The irony is we could have coexisted peacefully if she wasn’t so controlling, mean, and treating me like I was 12. Hell, I am nearly elderly myself. Maybe it is due in part to the aging brain, but she was never overly nice to me. She gave us things, sure. But not her attention or support. I was hoping for a nicer relationship now but guess not.

I just wish she had given us some warning, or been up front about it.
It feels like she needed to put that final knife in my back and twist it, to show me who is boss.


This reminds me of a poster this past year whose elderly father moved in and was driving her bonkers questioning or critiquing how they did everything. Must be a thing.
Anonymous
That must be really confusing emotionally. I’m happy for you that you have your space back, but understand that it might be hard to give up that caretaking role. Hugs to you, OP, and enjoy your newly regained freedom!
Anonymous
Anonymous wrote:
Anonymous wrote:
Anonymous wrote:It's sad that communication broke down but I give her props for having the gumption to run her own life. It really was nice of you to set her up in the inlaw apartment, sorry it didn't work out, I hope you can both find a way to meet on a middle ground since she won't be around too much longer.

I'm actually wondering if you are able to see the situation from her point of view. You say she was argumentative and abusive, what would she say about you?


Oh I can tell you exactly what she would say about me because she DID say it about it. She was fine as long as we catered to her every whim and I did things exactly how she wanted. She tried to tell me what to do from large things (“why would you stay in that job? You should get a higher paying one.”) to small (“Don’t give the kids everything they want, we never sent you to camp”). I could t even do laundry right unless it was exactly her way. When I would stand up for myself and remind her I am a grown ass adult she’d get all mad and accuse me of trying to gaslight her. I don’t even understand that, but when so asked her what she meant she yelled at me.

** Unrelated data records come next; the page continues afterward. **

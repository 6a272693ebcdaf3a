pub mod codec;
pub mod signer;

use crate::core::config::ConnectorConfig;
use crate::core::connector::VenueConnector;
use crate::core::errors::ExchangeError;
use crate::core::kernel::{CodeEnvelope, RestClientBuilder, RestClientConfig};
use std::sync::Arc;

pub use codec::BybitCodec;
pub use signer::{auth_scheme, login_frame};

pub const NAME: &str = "bybit";
pub const REST_URL: &str = "https://api.bybit.com";
pub const REST_TESTNET_URL: &str = "https://api-testnet.bybit.com";
pub const WS_URL: &str = "wss://stream.bybit.com/v5/public/spot";
pub const WS_TESTNET_URL: &str = "wss://stream-testnet.bybit.com/v5/public/spot";
pub const WS_PRIVATE_URL: &str = "wss://stream.bybit.com/v5/private";

pub type BybitConnector = VenueConnector<BybitCodec>;

/// `{"retCode": 0, "retMsg": "OK", "result": {...}}`
pub fn envelope() -> CodeEnvelope {
    CodeEnvelope::with_success_code("retCode", "retMsg", 0).with_data_field("result")
}

pub fn create_bybit_connector(config: ConnectorConfig) -> Result<BybitConnector, ExchangeError> {
    let rest_config = RestClientConfig::new(
        config.resolve_base_url(REST_URL, REST_TESTNET_URL),
        NAME.to_string(),
    );

    let rest = RestClientBuilder::new(rest_config)
        .with_credentials(Arc::clone(&config.credentials))
        .with_auth_scheme(auth_scheme())
        .with_envelope(Arc::new(envelope()))
        .build()?;

    Ok(VenueConnector::new(
        NAME,
        rest,
        config.resolve_ws_url(WS_URL, WS_TESTNET_URL),
        config.ws,
        BybitCodec::new(),
    ))
}
use crate::core::errors::ExchangeError;
use crate::core::kernel::{Params, ReqwestRest, ResilientStream, RestClient, WsCodec, WsConfig};
use crate::core::types::AuthLevel;
use reqwest::Method;
use serde::de::DeserializeOwned;
use tracing::instrument;

/// Per-venue facade over the call pipeline and the streaming transport
///
/// Holds only immutable venue constants: the REST client already carries
/// the base URL, auth scheme and response envelope; the stream URL, stream
/// settings and codec are handed to every stream opened here.
#[derive(Debug, Clone)]
pub struct VenueConnector<C: WsCodec + Clone> {
    name: &'static str,
    rest: ReqwestRest,
    ws_url: String,
    ws_config: WsConfig,
    codec: C,
}

impl<C: WsCodec + Clone> VenueConnector<C> {
    pub fn new(
        name: &'static str,
        rest: ReqwestRest,
        ws_url: String,
        ws_config: WsConfig,
        codec: C,
    ) -> Self {
        Self {
            name,
            rest,
            ws_url,
            ws_config,
            codec,
        }
    }

    pub const fn name(&self) -> &'static str {
        self.name
    }

    pub fn rest(&self) -> &ReqwestRest {
        &self.rest
    }

    pub fn ws_url(&self) -> &str {
        &self.ws_url
    }

    pub fn codec(&self) -> &C {
        &self.codec
    }

    /// Make a REST call through the venue's signing pipeline
    #[instrument(skip(self, params), fields(exchange = %self.name, route = %route))]
    pub async fn call<T: DeserializeOwned>(
        &self,
        method: Method,
        route: &str,
        params: Params,
        auth: AuthLevel,
    ) -> Result<T, ExchangeError> {
        self.rest.call(method, route, params, auth).await
    }

    /// A new, not yet connected stream with the venue's codec and settings
    pub fn stream(&self) -> ResilientStream<C> {
        ResilientStream::new(self.name, self.codec.clone(), self.ws_config.clone())
    }

    /// Open a stream to the venue's public endpoint
    pub async fn connect_stream(&self) -> Result<ResilientStream<C>, ExchangeError> {
        self.connect_stream_to(&self.ws_url).await
    }

    /// Open a stream to another endpoint of the venue (private streams, ...)
    pub async fn connect_stream_to(&self, url: &str) -> Result<ResilientStream<C>, ExchangeError> {
        let stream = self.stream();
        stream.connect(url).await?;
        Ok(stream)
    }
}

She moved out to an apartment that is not assisted living but a lot older people live there and there is a small market in the building so she won’t starve. She won’t take her medications properly of course so I am sure there will eventually be fall out from that, and I will feel bad. But we did our best, or close to it.

The irony is we could have coexisted peacefully if she wasn’t so controlling, mean, and treating me like I was 12. Hell, I am nearly elderly myself. Maybe it is due in part to the aging brain, but she was never overly nice to me. She gave us things, sure. But not her attention or support. I was hoping for a nicer relationship now but guess not.

I just wish she had given us some warning, or been up front about it.
It feels like she needed to put that final knife in my back and twist it, to show me who is boss.


This reminds me of a poster this past year whose elderly father moved in and was driving her bonkers questioning or critiquing how they did everything. Must be a thing.


It is definitely a thing. My therapist who likes to share probably too much says she is dealing with this now too. That it’s about maintaining control and not being willing to give up the parenting role. That makes sense. Combined with dementia and other health problems it’s no wonder this happens. However all the more reason to seek care elsewhere when you are that age. More willing to accept help and to allow the caregiver to give care without the baggage.